D’une part, il y a la confusion quasi constante des gens par rapport à la santé et au bien-être sexuels et aux habitudes des générations plus jeunes. D’innombrables euros des contribuables sont investis chaque année pour évaluer si les programmes d’éducation et d’apprentissage sexuels parrainés par le gouvernement dans les collèges fonctionnent ou non. Des discussions constantes ont lieu sur les mérites de l’abstinence par rapport à la simple distribution de préservatifs sur les bords de route, sans qu’aucun des deux camps ne parvienne à maîtriser le problème à long terme ou à prendre l’avantage sur les problèmes sociaux liés au sexe tels que les maladies vénériennes, la surpopulation et les maternités adolescentes. Dans certains endroits, les études concernant la santé, le bien-être et les habitudes sexuelles des adolescents prennent un tournant radical sous la forme de propositions visant à imposer un contrôle sur ces tâches. Heureusement, la majorité de ces concepts ont été rapidement effacés, car beaucoup de personnes sensées sont capables de les considérer comme des stratégies qui ressemblent bruyamment au « 1984 » d’Orwell.

Une analyse à outrance

Il y a des professionnels érudits et instruits qui examinent maintenant tout le sexe à la télévision. Alors que beaucoup d’entre eux sont tout à fait matériels pour rester dans le domaine de l’objection des facettes de base de l’évaluation de la télévision, plusieurs d’entre eux creusent plus profondément dans les scènes racées. En termes plus simples, alors que de nombreux clients se concentrent sur des points comme le degré de cinématographie, la beauté du manuscrit, ainsi que la qualité des acteurs, d’autres s’intéressent davantage aux scènes plus… physiques. Le fait que la plupart d’entre eux expliquent lesdites scènes comme étant insipides et également vides de valeur imaginative ou de vie ne stabilise pas vraiment les choses. S’il est sans doute erroné de vendre une émission en se basant exclusivement sur la quantité de peau montrée et qui va de pair avec cela, il est également erroné de critiquer un programme médiocre uniquement parce que les scènes plus intimes ne sont pas si « améliorées ».

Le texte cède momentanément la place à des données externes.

//! Next-AP discovery and server scans.

use fm_core::{ApId, ServerId, angle_between_deg};
use fm_topology::{ApDevice, MobileDevice, Server, Topology};

use crate::LatencyCostModel;

/// A candidate AP counts as "ahead" when its bearing from the device is
/// strictly less than this many degrees off the device heading.
const AHEAD_DEG: f64 = 90.0;

/// Limits applied while ranking candidates.
#[derive(Clone, Debug, PartialEq)]
#[cfg_attr(feature = "serde", derive(serde::Serialize, serde::Deserialize))]
#[cfg_attr(feature = "serde", serde(default))]
pub struct SelectorParams {
    /// Neighbour APs farther than this from the device are not candidates.
    pub max_handoff_distance: f64,
    /// Servers whose latency cost exceeds this are ineligible.
    pub max_latency_cost: f64,
}

impl Default for SelectorParams {
    fn default() -> Self {
        Self { max_handoff_distance: 100.0, max_latency_cost: 1_000.0 }
    }
}

/// The neighbour of the device's source AP that the device is heading for.
///
/// Candidates lie ahead of the device and within
/// [`max_handoff_distance`](SelectorParams::max_handoff_distance).  Among
/// them the smallest angular deviation wins, then the smaller distance, then
/// the lowest index.  `None` if the source AP is unknown or nothing qualifies.
pub fn next_ap(topology: &Topology, device: &MobileDevice, params: &SelectorParams) -> Option<ApId> {
    let source = topology.ap(device.source_ap)?;

    let mut best: Option<(ApId, f64, f64)> = None;
    for &id in &source.neighbors {
        let Some(ap) = topology.ap(id) else { continue };
        let dist = device.coord.distance(ap.coord);
        if dist > params.max_handoff_distance {
            continue;
        }
        // Standing on the candidate counts as dead ahead.
        let deviation = device
            .coord
            .bearing_to(ap.coord)
            .map_or(0.0, |b| angle_between_deg(b, device.direction));
        if deviation >= AHEAD_DEG {
            continue;
        }
        let better = match best {
            None => true,
            Some((best_id, best_dev, best_dist)) => {
                (deviation, dist, id) < (best_dev, best_dist, best_id)
            }
        };
        if better {
            best = Some((id, deviation, dist));
        }
    }
    best.map(|(id, _, _)| id)
}

/// `true` when moving to `candidate` would change the hosting server.
///
/// An AP without a co-located server is an edge AP for a device that has
/// one, and vice versa.
#[inline]
pub fn is_edge_ap(candidate: &ApDevice, device: &MobileDevice) -> bool {
    candidate.server != device.current_server
}

/// The server with the lowest latency cost for `device`.
///
/// Servers with a non-finite cost, or a cost above
/// [`max_latency_cost`](SelectorParams::max_latency_cost), are skipped.
/// Ties go to the lowest index.
pub fn lowest_latency_cost_server<C>(
    topology:   &Topology,
    device:     &MobileDevice,
    cost_model: &C,
    params:     &SelectorParams,
) -> Option<ServerId>
where
    C: LatencyCostModel + ?Sized,
{
    let mut best: Option<(ServerId, f64)> = None;
    for server in topology.servers() {
        let cost = cost_model.cost(server, device);
        if !cost.is_finite() || cost > params.max_latency_cost {
            continue;
        }
        match best {
            Some((_, best_cost)) if best_cost <= cost => {}
            _ => best = Some((server.id, cost)),
        }
    }
    best.map(|(id, _)| id)
}

/// The server physically closest to the device, optionally skipping the one
/// it is currently using.  Ties go to the lowest index.
pub fn nearest_server(topology: &Topology, device: &MobileDevice, exclude_current: bool) -> Option<ServerId> {
    nearest_where(topology, device, |s| !(exclude_current && Some(s.id) == device.current_server))
        .map(|(s, _)| s.id)
}

/// The server currently hosting the device's workload and its distance.
pub fn local_server<'t>(topology: &'t Topology, device: &MobileDevice) -> Option<(&'t Server, f64)> {
    let server = topology.server(device.current_server?)?;
    Some((server, server.coord.distance(device.coord)))
}

/// The closest server other than the local one, with its distance.
pub fn closest_other_server<'t>(topology: &'t Topology, device: &MobileDevice) -> Option<(&'t Server, f64)> {
    nearest_where(topology, device, |s| Some(s.id) != device.current_server)
}

fn nearest_where<'t>(
    topology: &'t Topology,
    device:   &MobileDevice,
    keep:     impl Fn(&Server) -> bool,
) -> Option<(&'t Server, f64)> {
    let mut best: Option<(&Server, f64)> = None;
    for server in topology.servers().iter().filter(|s| keep(s)) {
        let dist = server.coord.distance(device.coord);
        match best {
            Some((_, best_dist)) if best_dist <= dist => {}
            _ => best = Some((server, dist)),
        }
    }
    best
}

On ne peut certainement pas ignorer le désaccord permanent sur la question de savoir si des habitudes sexuelles particulières peuvent être considérées comme un signe de santé psychologique et de bien-être. Il est certain que certaines habitudes sont moins traditionnelles que d’autres et peuvent être le signe d’un trouble psychiatrique léger, mais il est extrêmement rare qu’un comportement sexuel aberrant soit directement lié à une maladie mentale sans qu’il existe d’autres troubles. La nymphomanie et la satyriase sont des termes anciens et désuets qui ont été éliminés des dictionnaires mentaux et psychologiques les plus récents, ce qui peut être considéré comme un indicateur du fait que les gens ne font plus le lien entre les actes sexuels et les maladies mentales. Cependant, le terme de substitution, « hypersexualité », a une interprétation tout aussi vague et subjective que les mots qu’il a remplacés.

En conclusion

Il y a ensuite les études réalisées sur des questions telles que l’impuissance liée au sexe, l’insaisissable orgasme féminin et mille autres points directement liés à l’acte de copulation génitale lui-même. Certaines organisations ont estimé qu’entre 10 et 25 % de l’ensemble du financement des études de recherche dans le domaine clinique sont consacrés aux études sur le sexe. Il s’agit d’une estimation généreuse, mais le fait est malheureusement qu’une grande partie du financement finit par être affectée à ce domaine, et même pas aux « marchés du sexe ».